WHAT THE TASK ASKS
Going through the entries, how many lines include the string "crate"? Answer only with the number.

DATASET
// Copyright (c) 2025 John Wilger
// SPDX-License-Identifier: MIT

//! The lexer for Entangle definition files.
//!
//! [`Lexer::next_token`] is pull driven and produces one token per call;
//! after the input is exhausted it keeps returning [`TokenKind::EndOfFile`].
//! Errors are reported as [`Diagnostic`] values carrying the offending
//! span.

use crate::diagnostics::{Diagnostic, Frame};
use crate::source::Source;
use crate::token::{Position, Span, Token, TokenKind};

const ERR_EXPECTED_HEXADECIMAL_DIGIT: &str = "expected hexadecimal digit";
const ERR_UNEXPECTED_CHARACTER: &str = "unexpected character";
const ERR_UNEXPECTED_END_OF_LINE_LITERAL: &str = "unexpected end of line in literal";
const ERR_UNEXPECTED_END_OF_LINE_NUMBER: &str = "unexpected end of line in numerical";
const ERR_NUMBER_OUT_OF_RANGE: &str = "number is out of range";

/// White space, not including the line feed, which is a token of its own.
fn is_whitespace(c: char) -> bool {
    matches!(c, ' ' | '\t' | '\r' | '\x0b' | '\x0c')
}

fn is_digit(c: char) -> bool {
    c.is_ascii_digit()
}

fn is_hexadecimal_digit(c: char) -> bool {
    c.is_ascii_hexdigit()
}

fn is_identifier_start(c: char) -> bool {
    c.is_ascii_alphabetic() || c == '_'
}

fn is_identifier_continue(c: char) -> bool {
    c.is_ascii_alphanumeric() || c == '_'
}

/// Characters that form single-character tokens or open a literal or
/// comment.
fn is_reserved(c: char) -> bool {
    matches!(
        c,
        '\n' | '"' | '{' | '}' | '[' | ']' | '(' | ')' | ':' | '*' | ',' | '/'
    )
}

/// Characters that may start a numerical value.
fn is_numerical_first(c: char) -> bool {
    is_digit(c) || matches!(c, '+' | '-' | '.')
}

RESULT BELOW
3